__Exercise__:
A single figure is the whole answer: the number of lines in the entries that contain "None".

(Collected data entries)
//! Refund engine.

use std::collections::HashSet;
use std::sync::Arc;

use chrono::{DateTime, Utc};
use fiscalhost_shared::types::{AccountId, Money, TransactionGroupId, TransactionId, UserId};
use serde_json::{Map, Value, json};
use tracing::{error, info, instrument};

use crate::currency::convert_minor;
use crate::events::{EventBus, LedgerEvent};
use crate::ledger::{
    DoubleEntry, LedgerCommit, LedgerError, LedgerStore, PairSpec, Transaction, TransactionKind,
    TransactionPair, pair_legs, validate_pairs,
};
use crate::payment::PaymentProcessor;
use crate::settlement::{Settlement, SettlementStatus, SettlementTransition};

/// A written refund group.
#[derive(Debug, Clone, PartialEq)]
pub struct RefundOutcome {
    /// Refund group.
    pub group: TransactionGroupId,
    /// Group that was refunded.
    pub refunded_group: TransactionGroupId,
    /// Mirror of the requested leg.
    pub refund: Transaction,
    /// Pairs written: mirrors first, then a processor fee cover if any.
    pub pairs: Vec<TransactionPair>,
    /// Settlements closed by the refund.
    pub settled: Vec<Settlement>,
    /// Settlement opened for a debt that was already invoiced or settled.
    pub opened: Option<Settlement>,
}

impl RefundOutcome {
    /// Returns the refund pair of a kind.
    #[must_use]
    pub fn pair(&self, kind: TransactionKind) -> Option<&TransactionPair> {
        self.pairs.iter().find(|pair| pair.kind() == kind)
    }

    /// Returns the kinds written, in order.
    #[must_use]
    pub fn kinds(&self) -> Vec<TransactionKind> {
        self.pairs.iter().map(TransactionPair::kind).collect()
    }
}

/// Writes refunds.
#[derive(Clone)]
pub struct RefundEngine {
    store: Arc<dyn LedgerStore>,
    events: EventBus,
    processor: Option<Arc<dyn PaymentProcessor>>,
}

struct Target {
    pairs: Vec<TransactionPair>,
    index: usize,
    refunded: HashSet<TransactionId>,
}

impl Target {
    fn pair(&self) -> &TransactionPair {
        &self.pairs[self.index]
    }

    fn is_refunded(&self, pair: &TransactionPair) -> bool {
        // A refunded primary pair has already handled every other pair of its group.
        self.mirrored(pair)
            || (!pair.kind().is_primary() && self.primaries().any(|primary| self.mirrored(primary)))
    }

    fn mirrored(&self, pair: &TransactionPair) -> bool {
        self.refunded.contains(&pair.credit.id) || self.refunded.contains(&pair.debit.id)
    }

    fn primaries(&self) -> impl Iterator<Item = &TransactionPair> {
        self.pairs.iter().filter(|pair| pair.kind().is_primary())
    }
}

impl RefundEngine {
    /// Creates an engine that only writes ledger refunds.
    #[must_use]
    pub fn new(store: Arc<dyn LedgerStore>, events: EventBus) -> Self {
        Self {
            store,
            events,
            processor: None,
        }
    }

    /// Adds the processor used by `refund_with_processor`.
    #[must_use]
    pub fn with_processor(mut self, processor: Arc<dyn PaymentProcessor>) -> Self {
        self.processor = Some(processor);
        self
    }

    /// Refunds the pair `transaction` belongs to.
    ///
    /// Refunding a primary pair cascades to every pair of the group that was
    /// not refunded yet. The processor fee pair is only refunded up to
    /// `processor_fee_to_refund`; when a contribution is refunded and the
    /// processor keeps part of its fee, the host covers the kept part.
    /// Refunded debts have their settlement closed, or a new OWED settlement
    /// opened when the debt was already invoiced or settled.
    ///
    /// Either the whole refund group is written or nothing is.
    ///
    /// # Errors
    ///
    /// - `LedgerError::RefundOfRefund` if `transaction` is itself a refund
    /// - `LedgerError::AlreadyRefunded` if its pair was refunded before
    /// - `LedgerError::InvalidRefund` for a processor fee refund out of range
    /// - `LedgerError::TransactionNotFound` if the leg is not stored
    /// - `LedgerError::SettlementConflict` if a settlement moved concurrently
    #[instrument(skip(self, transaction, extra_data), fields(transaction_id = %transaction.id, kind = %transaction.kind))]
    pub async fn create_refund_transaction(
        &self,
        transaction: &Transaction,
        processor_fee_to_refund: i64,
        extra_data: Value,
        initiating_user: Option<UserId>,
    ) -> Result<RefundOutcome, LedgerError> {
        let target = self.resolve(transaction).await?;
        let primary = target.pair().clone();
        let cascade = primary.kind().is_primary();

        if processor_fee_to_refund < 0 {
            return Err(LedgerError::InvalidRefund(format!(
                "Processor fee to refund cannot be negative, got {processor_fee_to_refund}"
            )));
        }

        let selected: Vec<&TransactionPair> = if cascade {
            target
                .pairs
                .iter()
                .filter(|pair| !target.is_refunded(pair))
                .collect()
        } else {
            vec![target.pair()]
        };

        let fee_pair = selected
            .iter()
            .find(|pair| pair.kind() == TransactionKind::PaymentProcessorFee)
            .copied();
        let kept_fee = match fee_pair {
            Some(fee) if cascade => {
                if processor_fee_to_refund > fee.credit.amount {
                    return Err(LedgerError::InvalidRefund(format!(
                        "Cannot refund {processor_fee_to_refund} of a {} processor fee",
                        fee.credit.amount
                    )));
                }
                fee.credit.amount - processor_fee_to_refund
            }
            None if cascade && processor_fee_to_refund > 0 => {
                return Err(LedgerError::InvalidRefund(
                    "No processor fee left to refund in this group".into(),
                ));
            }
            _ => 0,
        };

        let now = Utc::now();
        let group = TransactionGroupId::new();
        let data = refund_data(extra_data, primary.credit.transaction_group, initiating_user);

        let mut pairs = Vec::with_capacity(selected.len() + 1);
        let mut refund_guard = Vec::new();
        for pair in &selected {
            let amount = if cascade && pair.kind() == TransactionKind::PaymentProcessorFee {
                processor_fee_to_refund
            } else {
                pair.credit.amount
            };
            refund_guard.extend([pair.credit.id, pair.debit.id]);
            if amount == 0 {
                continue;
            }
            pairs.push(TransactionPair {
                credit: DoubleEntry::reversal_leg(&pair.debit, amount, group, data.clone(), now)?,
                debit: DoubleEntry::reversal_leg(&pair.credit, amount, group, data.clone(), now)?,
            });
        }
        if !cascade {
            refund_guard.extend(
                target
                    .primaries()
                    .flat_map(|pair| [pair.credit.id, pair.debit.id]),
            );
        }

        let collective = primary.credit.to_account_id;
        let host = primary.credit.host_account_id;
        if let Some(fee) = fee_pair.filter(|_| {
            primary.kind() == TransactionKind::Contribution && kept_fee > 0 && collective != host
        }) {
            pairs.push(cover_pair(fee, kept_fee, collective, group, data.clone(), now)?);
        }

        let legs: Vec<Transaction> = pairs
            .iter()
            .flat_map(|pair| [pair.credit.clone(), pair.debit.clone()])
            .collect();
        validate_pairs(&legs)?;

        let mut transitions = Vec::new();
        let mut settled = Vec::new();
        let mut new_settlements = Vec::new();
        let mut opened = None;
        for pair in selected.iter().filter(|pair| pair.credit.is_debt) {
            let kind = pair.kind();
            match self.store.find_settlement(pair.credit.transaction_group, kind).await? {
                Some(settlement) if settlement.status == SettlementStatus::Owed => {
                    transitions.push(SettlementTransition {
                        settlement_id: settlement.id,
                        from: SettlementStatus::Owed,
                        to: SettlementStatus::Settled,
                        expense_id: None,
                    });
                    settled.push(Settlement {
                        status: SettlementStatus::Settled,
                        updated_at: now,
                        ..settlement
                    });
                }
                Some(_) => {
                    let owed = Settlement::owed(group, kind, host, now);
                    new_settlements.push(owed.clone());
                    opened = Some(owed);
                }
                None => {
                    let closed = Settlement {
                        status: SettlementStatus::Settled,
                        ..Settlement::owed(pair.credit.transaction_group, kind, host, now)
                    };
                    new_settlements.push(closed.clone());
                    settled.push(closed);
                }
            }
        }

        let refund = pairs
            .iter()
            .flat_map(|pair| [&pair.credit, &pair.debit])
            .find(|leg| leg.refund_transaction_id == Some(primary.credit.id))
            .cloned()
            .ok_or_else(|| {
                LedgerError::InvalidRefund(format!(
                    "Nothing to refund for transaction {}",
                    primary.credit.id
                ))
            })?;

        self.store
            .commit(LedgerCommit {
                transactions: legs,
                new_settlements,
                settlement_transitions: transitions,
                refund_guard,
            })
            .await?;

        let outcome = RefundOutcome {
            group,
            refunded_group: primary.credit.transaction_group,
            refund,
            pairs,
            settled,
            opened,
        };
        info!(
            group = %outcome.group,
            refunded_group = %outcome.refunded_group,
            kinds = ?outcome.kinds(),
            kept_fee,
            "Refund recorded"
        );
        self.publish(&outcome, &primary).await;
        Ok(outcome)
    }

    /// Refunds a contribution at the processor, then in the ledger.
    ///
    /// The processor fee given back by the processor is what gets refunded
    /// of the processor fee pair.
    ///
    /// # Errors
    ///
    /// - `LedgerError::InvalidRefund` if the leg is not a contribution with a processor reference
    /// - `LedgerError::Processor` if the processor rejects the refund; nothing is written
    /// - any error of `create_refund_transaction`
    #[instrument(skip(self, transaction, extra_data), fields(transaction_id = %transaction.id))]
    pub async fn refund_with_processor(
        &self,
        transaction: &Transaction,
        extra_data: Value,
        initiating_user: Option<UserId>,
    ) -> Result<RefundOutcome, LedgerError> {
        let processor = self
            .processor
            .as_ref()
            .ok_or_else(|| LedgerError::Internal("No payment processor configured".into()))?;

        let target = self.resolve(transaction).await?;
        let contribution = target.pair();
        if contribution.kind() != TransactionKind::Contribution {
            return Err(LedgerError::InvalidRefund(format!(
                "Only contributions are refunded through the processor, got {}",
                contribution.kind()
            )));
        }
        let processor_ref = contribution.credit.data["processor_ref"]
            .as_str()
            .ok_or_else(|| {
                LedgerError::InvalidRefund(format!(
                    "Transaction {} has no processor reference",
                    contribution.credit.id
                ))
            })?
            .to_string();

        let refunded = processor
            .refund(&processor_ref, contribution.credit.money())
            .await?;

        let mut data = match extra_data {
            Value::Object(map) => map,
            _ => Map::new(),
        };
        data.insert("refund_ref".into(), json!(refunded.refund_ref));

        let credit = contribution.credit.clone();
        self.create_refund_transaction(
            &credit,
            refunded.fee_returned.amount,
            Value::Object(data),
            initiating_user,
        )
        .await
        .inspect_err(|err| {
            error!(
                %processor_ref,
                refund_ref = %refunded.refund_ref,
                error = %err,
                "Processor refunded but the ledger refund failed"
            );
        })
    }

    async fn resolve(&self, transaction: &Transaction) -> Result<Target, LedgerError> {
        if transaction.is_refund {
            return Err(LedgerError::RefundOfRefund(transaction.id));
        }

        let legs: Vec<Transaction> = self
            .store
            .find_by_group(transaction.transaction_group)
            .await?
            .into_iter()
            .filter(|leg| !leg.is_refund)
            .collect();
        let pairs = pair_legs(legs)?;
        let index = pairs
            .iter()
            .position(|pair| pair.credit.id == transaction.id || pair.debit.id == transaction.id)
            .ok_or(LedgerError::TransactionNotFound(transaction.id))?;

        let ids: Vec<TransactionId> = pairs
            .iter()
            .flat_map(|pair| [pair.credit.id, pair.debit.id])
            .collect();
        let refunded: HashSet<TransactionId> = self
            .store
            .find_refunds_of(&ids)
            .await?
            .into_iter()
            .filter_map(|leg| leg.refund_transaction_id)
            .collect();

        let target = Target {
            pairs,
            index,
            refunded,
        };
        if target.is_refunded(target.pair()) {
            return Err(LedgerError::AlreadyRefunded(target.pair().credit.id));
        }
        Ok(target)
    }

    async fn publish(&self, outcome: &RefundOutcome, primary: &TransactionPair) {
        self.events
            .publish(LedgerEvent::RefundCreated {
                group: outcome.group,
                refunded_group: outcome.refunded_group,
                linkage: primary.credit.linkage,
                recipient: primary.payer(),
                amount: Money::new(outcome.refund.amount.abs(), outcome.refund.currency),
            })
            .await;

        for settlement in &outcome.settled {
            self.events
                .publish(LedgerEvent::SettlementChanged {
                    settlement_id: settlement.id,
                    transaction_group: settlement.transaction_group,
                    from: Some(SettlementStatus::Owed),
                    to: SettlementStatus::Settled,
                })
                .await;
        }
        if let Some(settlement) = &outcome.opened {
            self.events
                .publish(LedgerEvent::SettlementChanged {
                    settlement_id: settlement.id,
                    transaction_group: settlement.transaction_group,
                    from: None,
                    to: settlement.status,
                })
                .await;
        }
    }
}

__Solved problem__:
6